So there's more to it than a single function call.
Somewhat unique to security and cryptography are the number of subtle bugs possible. There are both problems of actual "normal" bugs (like the Debian entropy bug) and system level design errors (like CRIME).
NaCl/Salt tries to reduce the number of errors possible by using the library wrong (as opposed to eg: openssl that has a very (some say too) rich interface). But you could still end up writing the secret key to swap. Or doing something silly with the plain text. Or expose yourself to a buffer overflow in the part of the code that renders those cute avatar-images for your chat application.
edit: formating
Another high level effort in security is meredith paterson's "language theoretic security"[1] can help you code secure protocols, to fight against this problem.
There's also a tool to help implement it called hammer[2].Not sure if fully developed yet.
[1]http://boingboing.net/2011/12/28/linguistics-turing-complete...
[2]https://github.com/abiggerhammer/hammer
There's a massive market for easy-to-use encryption. Easy-to-use does not imply insecure in any way at all.
1) All software has bugs. The problem with crypto software is that bugs are far more dangerous, even when they may appear to be insignificant. To use an utterly broken analogy: a faulty seal in a pressure cooker does not cause all the locks and hinges in your house to magically unscrew themselves. But even a slightly broken crypto implementation in software can cause a complete breach. (No pun intended.)
2) Developing good and intuitive UI's is hard. When the UI has to hide the complexity of secure key management, it's even harder. Humans are by nature lazy and inventive; if the UI allows any way to achieve convenience over security, conveniene will be what most of the users choose.

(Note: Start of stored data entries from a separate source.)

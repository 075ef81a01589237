//! Worker configuration with layered loading.
//!
//! This module provides configuration management using figment for layered
//! configuration loading from multiple sources:
//!
//! 1. Environment variables (RURALCARE_*)
//! 2. TOML config file (if RURALCARE_CONFIG_FILE set)
//! 3. Built-in defaults

use std::path::PathBuf;
use std::time::Duration;

use figment::{
    Figment,
    providers::{Env, Format, Serialized, Toml},
};
use serde::{Deserialize, Serialize};

use crate::cache::CacheNames;

mod validation;

pub use validation::ConfigError;

/// Worker configuration with layered loading.
///
/// Loading precedence (highest wins):
/// 1. Environment variables (RURALCARE_*)
/// 2. TOML config file (if RURALCARE_CONFIG_FILE set)
/// 3. Built-in defaults
#[derive(Debug, Clone, Serialize, Deserialize)]
pub struct AppConfig {
    /// Path to the SQLite cache database.
    ///
    /// Set via RURALCARE_DB_PATH environment variable.
    #[serde(default = "default_db_path")]
    pub db_path: PathBuf,

    /// Origin the app is served from; relative URLs resolve against it.
    ///
    /// Set via RURALCARE_ORIGIN environment variable.
    #[serde(default = "default_origin")]
    pub origin: String,

    /// Prefix of the partition names.
    #[serde(default = "default_cache_prefix")]
    pub cache_prefix: String,

    /// Deployment version baked into the partition names. Bump it whenever
    /// the static manifest changes.
    ///
    /// Set via RURALCARE_CACHE_VERSION environment variable.
    #[serde(default = "default_cache_version")]
    pub cache_version: String,

    /// App shell URLs pre-fetched at install time.
    #[serde(default = "default_static_manifest")]
    pub static_manifest: Vec<String>,

    /// Path prefix identifying backend API calls.
    #[serde(default = "default_api_prefix")]
    pub api_prefix: String,

    /// User-Agent string for origin requests.
    ///
    /// Set via RURALCARE_USER_AGENT environment variable.
    #[serde(default = "default_user_agent")]
    pub user_agent: String,

    /// Origin request timeout in milliseconds. Unset means no timeout.
    ///
    /// Set via RURALCARE_TIMEOUT_MS environment variable.
    #[serde(default)]
    pub timeout_ms: Option<u64>,

    /// Maximum number of redirects to follow.
    #[serde(default = "default_max_redirects")]
    pub max_redirects: usize,

    /// Cap on stored body bytes across all partitions. Unset means unlimited.
    ///
    /// Set via RURALCARE_STORAGE_QUOTA_BYTES environment variable.
    #[serde(default)]
    pub storage_quota_bytes: Option<u64>,
}

fn default_db_path() -> PathBuf {
    PathBuf::from("./ruralcare-cache.sqlite")
}

fn default_origin() -> String {
    "http://localhost:8080/".into()
}

fn default_cache_prefix() -> String {
    "ruralcare".into()
}

fn default_cache_version() -> String {
    "v1.0.0".into()
}

fn default_static_manifest() -> Vec<String> {
    [
        "/",
        "/index.html",
        "/styles.css",
        "/app.js",
        "/translations.js",
        "https://cdnjs.cloudflare.com/ajax/libs/font-awesome/6.0.0/css/all.min.css",
        "https://fonts.googleapis.com/css2?family=Poppins:wght@300;400;500;600;700&display=swap",
    ]
    .into_iter()
    .map(String::from)
    .collect()
}

fn default_api_prefix() -> String {
    "/api/".into()
}

fn default_user_agent() -> String {
    "ruralcare-sw/0.1".into()
}

fn default_max_redirects() -> usize {
    5
}

impl Default for AppConfig {
    fn default() -> Self {
        Self {
            db_path: default_db_path(),
            origin: default_origin(),
            cache_prefix: default_cache_prefix(),
            cache_version: default_cache_version(),
            static_manifest: default_static_manifest(),
            api_prefix: default_api_prefix(),
            user_agent: default_user_agent(),
            timeout_ms: None,
            max_redirects: default_max_redirects(),
            storage_quota_bytes: None,
        }
    }
}

impl AppConfig {
    /// Timeout as Duration for use with reqwest, if one is configured.
    pub fn timeout(&self) -> Option<Duration> {
        self.timeout_ms.map(Duration::from_millis)
    }

    /// Current partition names derived from prefix and version.
    pub fn cache_names(&self) -> CacheNames {
        CacheNames::new(&self.cache_prefix, &self.cache_version)
    }

    /// Parsed origin URL.
    ///
    /// # Errors
    ///
    /// Returns `ConfigError::Invalid` if the origin is not an absolute http(s) URL.
    pub fn origin_url(&self) -> Result<::url::Url, ConfigError> {
        let url = ::url::Url::parse(&self.origin)
            .map_err(|e| ConfigError::Invalid { field: "origin".into(), reason: e.to_string() })?;
        match url.scheme() {
            "http" | "https" => Ok(url),
            scheme => Err(ConfigError::Invalid { field: "origin".into(), reason: format!("unsupported scheme {scheme}") }),
        }
    }

    /// Load configuration from all sources with layered precedence.
    ///
    /// Priority (highest wins):
    /// 1. Environment variables prefixed with `RURALCARE_`
    /// 2. TOML file from `RURALCARE_CONFIG_FILE` (if set)
    /// 3. Built-in defaults via `Default::default()`
    ///
    /// # Errors
    ///
    /// Returns `ConfigError` if:
    /// - Configuration file cannot be read
    /// - Environment variables cannot be parsed
    /// - Validation fails after loading
    pub fn load() -> Result<Self, ConfigError> {
        let mut figment = Figment::from(Serialized::defaults(Self::default()));

        if let Ok(config_path) = std::env::var("RURALCARE_CONFIG_FILE") {
            figment = figment.merge(Toml::file(&config_path));
        }

        figment = figment.merge(
            Env::prefixed("RURALCARE_")
                .ignore(&["CONFIG_FILE"])
                .map(|key| key.as_str().to_lowercase().into())
                .split("__"),
        );

        let config: Self = figment.extract().map_err(|e| ConfigError::LoadFailed(e.to_string()))?;

        config.validate()?;

        Ok(config)
    }
}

In my mind, there is one particular implementation where adding security allowed more convenience. The humble ssh-agent. When used properly, you don't need to know any of the passwords for remote systems. And unfortunately, the most convenient way to achieve this is, of course, to leave the private key either unencrypted or protected with an empty passphrase...
A good crypto library should keep your data safe for decades. We don't make the same demands (no bugs, due to no updates possible) of other software that often.
Also, proper key management is out of reach for most of us.
To repeat what others have said in answer to your more general question - solutions to "real world" problems include more than a single call to a primitive. So you need to find libraries that provide a higher level API, like parts of NaCL http://nacl.cr.yp.to/, Google's keyczar http://www.keyczar.org/, etc.
Even for simply encrypting a string with a password - https://pypi.python.org/pypi/simple-crypt which is what I talk about in the first link - I needed three things: key strengthening, the encryption itself, and an HMAC. Making those work well together was harder than I expected (at least 5 bugs harder...)
The overarching problem is that you don't really get any feedback about whether what you're doing is right or wrong. For example, no cryptographer would use RSA like that, but that's not obvious just from studying the wiki article. Or from looking at the function output - it does turn ASCII into gibberish, as advertised, and that's where most developers will call it a day.
The moving parts are also treacherous. You're not just going to encrypt a string - someone is meant to decrypt it. Have you authenticated the ciphertext? Are you exposing a padding oracle? Or timing attacks? Are messages susceptible to replay? In crypto systems, these things are equivalent to locking the front door and leaving the window wide open.
In practice, most insecure crypto constructions aren't due to bugs in the implementation of RSA or AES. They're because of developers choosing inappropriate primitives, gluing them together incorrectly, or inadvertently exposing dangerous side channels.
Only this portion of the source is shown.